**YOUR OBJECTIVE**
Copy out each line below in which the string "crate" appears.
····················
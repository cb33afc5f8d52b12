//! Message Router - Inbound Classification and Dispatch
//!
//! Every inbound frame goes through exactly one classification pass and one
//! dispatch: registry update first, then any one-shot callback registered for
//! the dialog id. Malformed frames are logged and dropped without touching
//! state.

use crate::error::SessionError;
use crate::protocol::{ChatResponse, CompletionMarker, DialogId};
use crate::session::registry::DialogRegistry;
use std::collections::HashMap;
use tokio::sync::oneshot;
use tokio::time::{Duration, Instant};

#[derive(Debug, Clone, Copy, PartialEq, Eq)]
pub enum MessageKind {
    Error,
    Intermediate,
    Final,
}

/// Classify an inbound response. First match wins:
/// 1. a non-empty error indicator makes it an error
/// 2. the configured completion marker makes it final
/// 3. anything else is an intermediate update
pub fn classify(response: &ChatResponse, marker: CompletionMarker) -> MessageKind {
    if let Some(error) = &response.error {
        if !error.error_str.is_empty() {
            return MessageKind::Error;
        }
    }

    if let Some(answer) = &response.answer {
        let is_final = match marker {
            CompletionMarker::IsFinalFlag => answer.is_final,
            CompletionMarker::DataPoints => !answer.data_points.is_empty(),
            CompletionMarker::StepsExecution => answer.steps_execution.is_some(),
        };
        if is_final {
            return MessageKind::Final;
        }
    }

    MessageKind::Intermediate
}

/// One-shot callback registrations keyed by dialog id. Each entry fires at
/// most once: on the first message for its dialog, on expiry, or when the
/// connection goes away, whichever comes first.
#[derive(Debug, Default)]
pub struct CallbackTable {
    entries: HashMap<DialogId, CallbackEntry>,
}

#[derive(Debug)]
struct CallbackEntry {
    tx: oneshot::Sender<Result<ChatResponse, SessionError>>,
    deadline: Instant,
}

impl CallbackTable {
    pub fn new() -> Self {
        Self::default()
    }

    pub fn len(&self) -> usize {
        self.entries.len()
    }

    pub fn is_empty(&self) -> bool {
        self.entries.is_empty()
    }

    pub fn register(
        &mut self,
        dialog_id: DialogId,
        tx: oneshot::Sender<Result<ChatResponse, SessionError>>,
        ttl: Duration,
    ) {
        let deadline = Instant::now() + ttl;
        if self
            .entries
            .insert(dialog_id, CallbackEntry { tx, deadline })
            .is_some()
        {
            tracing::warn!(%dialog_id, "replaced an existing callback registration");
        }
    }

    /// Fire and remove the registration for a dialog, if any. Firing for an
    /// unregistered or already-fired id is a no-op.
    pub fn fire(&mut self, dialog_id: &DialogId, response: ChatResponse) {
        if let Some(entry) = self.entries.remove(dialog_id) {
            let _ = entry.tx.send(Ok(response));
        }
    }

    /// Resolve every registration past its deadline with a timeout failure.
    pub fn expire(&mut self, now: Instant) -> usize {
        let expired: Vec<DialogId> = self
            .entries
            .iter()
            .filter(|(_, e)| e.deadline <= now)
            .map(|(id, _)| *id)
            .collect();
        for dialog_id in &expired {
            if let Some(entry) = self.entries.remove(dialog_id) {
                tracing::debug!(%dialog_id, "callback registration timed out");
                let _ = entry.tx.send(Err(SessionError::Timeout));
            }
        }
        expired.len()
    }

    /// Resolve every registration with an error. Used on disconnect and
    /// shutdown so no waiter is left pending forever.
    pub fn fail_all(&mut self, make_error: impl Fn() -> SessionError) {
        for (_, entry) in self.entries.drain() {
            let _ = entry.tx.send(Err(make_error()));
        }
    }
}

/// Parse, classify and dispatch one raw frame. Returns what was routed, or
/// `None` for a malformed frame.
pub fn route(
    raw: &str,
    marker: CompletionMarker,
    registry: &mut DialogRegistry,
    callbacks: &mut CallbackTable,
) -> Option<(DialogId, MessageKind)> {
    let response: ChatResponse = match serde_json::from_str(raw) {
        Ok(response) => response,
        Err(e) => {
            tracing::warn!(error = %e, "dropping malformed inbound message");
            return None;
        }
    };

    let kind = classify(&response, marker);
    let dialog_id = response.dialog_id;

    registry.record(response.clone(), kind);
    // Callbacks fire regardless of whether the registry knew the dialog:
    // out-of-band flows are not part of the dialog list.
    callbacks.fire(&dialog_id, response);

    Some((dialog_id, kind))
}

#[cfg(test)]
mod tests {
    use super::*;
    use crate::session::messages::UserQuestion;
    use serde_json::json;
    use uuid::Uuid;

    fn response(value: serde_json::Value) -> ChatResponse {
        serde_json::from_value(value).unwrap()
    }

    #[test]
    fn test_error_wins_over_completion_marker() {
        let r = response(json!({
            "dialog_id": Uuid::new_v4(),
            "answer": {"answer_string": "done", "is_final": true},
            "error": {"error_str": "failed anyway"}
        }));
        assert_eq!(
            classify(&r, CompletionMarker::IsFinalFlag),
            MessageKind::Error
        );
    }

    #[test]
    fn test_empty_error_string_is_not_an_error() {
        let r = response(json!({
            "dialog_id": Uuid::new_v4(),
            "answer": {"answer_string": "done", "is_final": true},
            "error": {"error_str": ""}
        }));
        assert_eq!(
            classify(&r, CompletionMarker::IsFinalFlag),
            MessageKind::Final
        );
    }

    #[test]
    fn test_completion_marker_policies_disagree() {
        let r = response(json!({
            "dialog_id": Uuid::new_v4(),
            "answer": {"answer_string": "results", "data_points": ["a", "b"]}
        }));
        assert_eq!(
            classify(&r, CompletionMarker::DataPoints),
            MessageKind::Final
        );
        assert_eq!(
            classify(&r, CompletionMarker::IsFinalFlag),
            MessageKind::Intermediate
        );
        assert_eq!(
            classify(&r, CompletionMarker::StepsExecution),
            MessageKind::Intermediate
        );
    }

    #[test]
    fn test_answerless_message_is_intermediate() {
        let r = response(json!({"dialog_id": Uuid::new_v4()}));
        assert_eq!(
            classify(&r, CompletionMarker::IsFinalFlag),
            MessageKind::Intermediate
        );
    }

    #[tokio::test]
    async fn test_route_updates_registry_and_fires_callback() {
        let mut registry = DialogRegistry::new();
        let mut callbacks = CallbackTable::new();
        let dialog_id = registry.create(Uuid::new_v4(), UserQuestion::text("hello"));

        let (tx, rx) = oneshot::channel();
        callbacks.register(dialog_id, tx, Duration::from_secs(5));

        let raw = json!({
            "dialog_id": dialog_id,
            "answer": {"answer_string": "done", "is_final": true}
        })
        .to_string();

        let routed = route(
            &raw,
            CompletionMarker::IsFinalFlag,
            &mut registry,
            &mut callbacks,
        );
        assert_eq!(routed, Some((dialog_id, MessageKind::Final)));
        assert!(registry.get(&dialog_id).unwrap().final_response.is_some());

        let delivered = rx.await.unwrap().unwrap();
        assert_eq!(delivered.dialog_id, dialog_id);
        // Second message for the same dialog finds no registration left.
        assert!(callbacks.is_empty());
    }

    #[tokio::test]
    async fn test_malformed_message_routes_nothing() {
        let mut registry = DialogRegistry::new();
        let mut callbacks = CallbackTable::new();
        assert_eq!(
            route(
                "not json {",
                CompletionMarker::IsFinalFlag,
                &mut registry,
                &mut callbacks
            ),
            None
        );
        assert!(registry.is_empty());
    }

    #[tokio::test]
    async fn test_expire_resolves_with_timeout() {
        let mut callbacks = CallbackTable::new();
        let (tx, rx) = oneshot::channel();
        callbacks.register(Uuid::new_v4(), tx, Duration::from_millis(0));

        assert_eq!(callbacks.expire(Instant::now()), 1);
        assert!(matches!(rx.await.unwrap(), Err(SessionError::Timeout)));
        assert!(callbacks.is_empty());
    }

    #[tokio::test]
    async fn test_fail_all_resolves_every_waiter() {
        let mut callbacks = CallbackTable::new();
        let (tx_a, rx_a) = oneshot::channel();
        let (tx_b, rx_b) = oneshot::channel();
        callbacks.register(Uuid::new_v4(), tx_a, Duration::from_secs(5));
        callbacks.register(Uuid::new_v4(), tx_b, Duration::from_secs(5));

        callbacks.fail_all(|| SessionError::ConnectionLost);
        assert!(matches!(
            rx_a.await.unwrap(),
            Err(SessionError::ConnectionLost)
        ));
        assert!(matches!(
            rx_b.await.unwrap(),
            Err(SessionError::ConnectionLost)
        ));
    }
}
····················
**RESULT OF THIS TASK**
use crate::error::SessionError;
use crate::protocol::{ChatResponse, CompletionMarker, DialogId};
use crate::session::registry::DialogRegistry;
    use crate::session::messages::UserQuestion;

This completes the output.